--- Provided data ---

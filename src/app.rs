// Declare modules
pub mod cli;
pub mod config;
pub mod error;
pub mod file_io;
pub mod models;
pub mod report;
pub mod settings;

use anyhow::{Context, Result};
use clap::Parser;
use std::env;

use self::cli::Cli;
use self::config::resolve_config;
use self::file_io::FileIo;
use self::report::LogFacade;
use self::settings::SettingsBuilder;

/// Resolves, validates and reports the settings for a generation run.
pub fn run() -> Result<()> {
    // 1. Parse Args
    let args = Cli::parse();

    // 2. Identify the project, used to auto-select a preset
    let current_dir = env::current_dir().context("Failed to get current directory")?;
    let project_name = current_dir.file_name().and_then(|n| n.to_str());

    // 3. Resolve Configuration
    let config = resolve_config(args, project_name)?;

    // 4. Validate
    let settings = SettingsBuilder::from_config(&config).build()?;

    // 5. Report
    settings.log_properties(&LogFacade);

    if let Some(report_file) = &config.report_file {
        FileIo::write_content_to_file(&settings.report_lines().join("\n"), report_file)?;
        log::info!("Settings report written to {}", report_file.display());
    }

    Ok(())
}
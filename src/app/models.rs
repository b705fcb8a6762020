use std::path::PathBuf;

/// Represents the final configuration after merging presets and CLI args.
#[derive(Debug, Clone, PartialEq, Eq)]
pub struct RuntimeConfig {
    pub source_features: String,
    pub source_runner_template_file: String,
    pub generated_feature_directory: String,
    pub generated_runner_directory: String,
    pub include_tags: Vec<String>,
    pub exclude_tags: Vec<String>,
    pub report_file: Option<PathBuf>,
}

/// A feature location, optionally pinned to a single scenario by `path:line`.
#[derive(Debug, Clone, PartialEq, Eq)]
pub enum SourceFeatures {
    /// The suffix after the last `:` was an integer.
    Scenario { path: String, line_number: i32 },
    /// No suffix, or one that is not an integer. Holds the raw input untouched.
    Path(String),
}

impl SourceFeatures {
    /// Splits on the last `:`. A suffix that does not parse as an integer is
    /// kept as part of the path rather than rejected.
    pub fn parse(raw: &str) -> Self {
        if let Some((path, suffix)) = raw.rsplit_once(':') {
            if let Ok(line_number) = suffix.parse::<i32>() {
                return SourceFeatures::Scenario {
                    path: path.to_string(),
                    line_number,
                };
            }
        }
        SourceFeatures::Path(raw.to_string())
    }

    pub fn path(&self) -> &str {
        match self {
            SourceFeatures::Scenario { path, .. } | SourceFeatures::Path(path) => path,
        }
    }

    pub fn line_number(&self) -> Option<i32> {
        match self {
            SourceFeatures::Scenario { line_number, .. } => Some(*line_number),
            SourceFeatures::Path(_) => None,
        }
    }
}

impl Default for SourceFeatures {
    fn default() -> Self {
        SourceFeatures::Path(String::new())
    }
}
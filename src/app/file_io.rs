use crate::app::error::FileError;
use std::fs::File;
use std::io::{Read, Write};
use std::path::Path;

/// Reads and writes whole text files. The handle is dropped at the end of
/// each call, on the error paths too.
pub struct FileIo;

impl FileIo {
    /// Writes `content` plus a trailing newline, creating or truncating the file.
    pub fn write_content_to_file(content: &str, file_path: &Path) -> Result<(), FileError> {
        let creation = |source| FileError::Creation {
            path: file_path.to_path_buf(),
            source,
        };

        let mut file = File::create(file_path).map_err(creation)?;
        writeln!(file, "{}", content).map_err(creation)?;
        file.flush().map_err(creation)
    }

    /// Reads the whole file as UTF-8 text. Control characters and spaces are
    /// trimmed at both ends; other Unicode whitespace is kept.
    pub fn read_content_from_file(file_path: &Path) -> Result<String, FileError> {
        let missing = |source| FileError::Missing {
            path: file_path.to_path_buf(),
            source,
        };

        let mut file = File::open(file_path).map_err(missing)?;
        let mut content = String::new();
        file.read_to_string(&mut content).map_err(missing)?;

        Ok(content.trim_matches(|c: char| c <= ' ').to_string())
    }
}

---

Each line of the data that holds "FileIo" should be reported.

use self::file_io::FileIo;
        FileIo::write_content_to_file(&settings.report_lines().join("\n"), report_file)?;
pub struct FileIo;
impl FileIo {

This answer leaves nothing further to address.